▶ What to do:
For the entries below, say how many lines hold the word "ignored", with the number as the only reply.

▶ Supplied information:
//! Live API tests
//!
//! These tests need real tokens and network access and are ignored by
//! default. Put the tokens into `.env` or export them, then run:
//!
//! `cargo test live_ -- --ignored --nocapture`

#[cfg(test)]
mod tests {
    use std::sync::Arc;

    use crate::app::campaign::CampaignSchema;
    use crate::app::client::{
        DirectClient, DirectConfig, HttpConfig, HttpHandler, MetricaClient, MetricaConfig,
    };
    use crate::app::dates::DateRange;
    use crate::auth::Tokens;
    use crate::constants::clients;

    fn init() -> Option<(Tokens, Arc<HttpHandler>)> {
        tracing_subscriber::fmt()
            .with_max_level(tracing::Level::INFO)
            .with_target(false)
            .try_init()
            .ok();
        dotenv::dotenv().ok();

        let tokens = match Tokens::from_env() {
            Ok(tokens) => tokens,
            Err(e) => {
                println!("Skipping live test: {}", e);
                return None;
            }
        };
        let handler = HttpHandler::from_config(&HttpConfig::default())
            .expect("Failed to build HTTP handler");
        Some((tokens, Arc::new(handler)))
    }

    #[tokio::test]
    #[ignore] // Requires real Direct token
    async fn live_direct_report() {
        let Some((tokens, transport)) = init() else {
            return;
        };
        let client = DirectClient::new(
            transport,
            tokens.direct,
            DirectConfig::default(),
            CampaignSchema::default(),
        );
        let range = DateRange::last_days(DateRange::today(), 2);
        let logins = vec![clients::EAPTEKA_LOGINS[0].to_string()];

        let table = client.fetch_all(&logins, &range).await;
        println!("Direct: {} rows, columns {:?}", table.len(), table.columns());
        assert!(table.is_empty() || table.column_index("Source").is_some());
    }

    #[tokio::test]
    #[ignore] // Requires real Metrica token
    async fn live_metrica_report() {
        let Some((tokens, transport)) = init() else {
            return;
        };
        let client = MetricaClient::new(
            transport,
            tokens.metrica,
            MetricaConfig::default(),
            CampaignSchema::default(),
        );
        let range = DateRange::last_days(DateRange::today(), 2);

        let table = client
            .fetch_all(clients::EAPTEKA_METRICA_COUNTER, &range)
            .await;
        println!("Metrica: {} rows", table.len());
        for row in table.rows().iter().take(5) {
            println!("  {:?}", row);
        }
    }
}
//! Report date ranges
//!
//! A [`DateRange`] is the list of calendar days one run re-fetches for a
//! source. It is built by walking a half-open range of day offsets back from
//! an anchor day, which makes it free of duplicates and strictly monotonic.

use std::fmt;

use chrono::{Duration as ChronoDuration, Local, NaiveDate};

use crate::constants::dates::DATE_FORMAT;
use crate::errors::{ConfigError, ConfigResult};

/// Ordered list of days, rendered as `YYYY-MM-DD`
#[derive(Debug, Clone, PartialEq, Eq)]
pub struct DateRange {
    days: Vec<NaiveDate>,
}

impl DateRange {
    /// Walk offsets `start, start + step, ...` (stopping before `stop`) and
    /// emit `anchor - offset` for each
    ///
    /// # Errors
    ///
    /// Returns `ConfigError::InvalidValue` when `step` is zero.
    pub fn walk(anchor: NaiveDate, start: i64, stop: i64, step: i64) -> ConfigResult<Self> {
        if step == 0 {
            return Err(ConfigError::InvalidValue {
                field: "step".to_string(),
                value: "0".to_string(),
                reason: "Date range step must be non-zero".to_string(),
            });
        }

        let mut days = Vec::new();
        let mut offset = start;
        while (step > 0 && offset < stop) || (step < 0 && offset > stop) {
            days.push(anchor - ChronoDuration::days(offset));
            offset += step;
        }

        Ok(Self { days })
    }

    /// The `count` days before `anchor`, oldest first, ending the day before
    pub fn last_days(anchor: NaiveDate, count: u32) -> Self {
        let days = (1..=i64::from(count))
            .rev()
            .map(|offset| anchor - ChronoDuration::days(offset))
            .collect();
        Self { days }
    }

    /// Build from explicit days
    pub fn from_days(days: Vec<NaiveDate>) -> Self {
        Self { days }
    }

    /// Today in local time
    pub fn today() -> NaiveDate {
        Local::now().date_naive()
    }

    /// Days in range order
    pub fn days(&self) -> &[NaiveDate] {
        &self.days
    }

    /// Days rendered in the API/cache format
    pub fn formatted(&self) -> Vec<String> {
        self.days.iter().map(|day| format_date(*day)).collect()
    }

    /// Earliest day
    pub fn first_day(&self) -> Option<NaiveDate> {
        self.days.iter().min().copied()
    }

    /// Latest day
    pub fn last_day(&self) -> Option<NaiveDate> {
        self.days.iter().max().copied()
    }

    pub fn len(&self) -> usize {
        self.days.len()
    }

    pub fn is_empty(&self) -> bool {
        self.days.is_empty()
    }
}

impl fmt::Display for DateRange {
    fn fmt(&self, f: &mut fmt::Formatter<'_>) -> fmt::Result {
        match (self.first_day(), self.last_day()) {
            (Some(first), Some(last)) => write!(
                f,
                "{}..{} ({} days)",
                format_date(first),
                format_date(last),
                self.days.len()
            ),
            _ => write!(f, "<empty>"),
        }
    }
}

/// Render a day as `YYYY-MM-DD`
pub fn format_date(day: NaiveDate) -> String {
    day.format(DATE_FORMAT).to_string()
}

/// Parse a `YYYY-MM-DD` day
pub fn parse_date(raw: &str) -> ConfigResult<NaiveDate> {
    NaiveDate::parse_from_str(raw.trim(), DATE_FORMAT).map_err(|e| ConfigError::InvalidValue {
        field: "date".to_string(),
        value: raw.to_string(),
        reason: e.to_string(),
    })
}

▶ Solved exercise:
2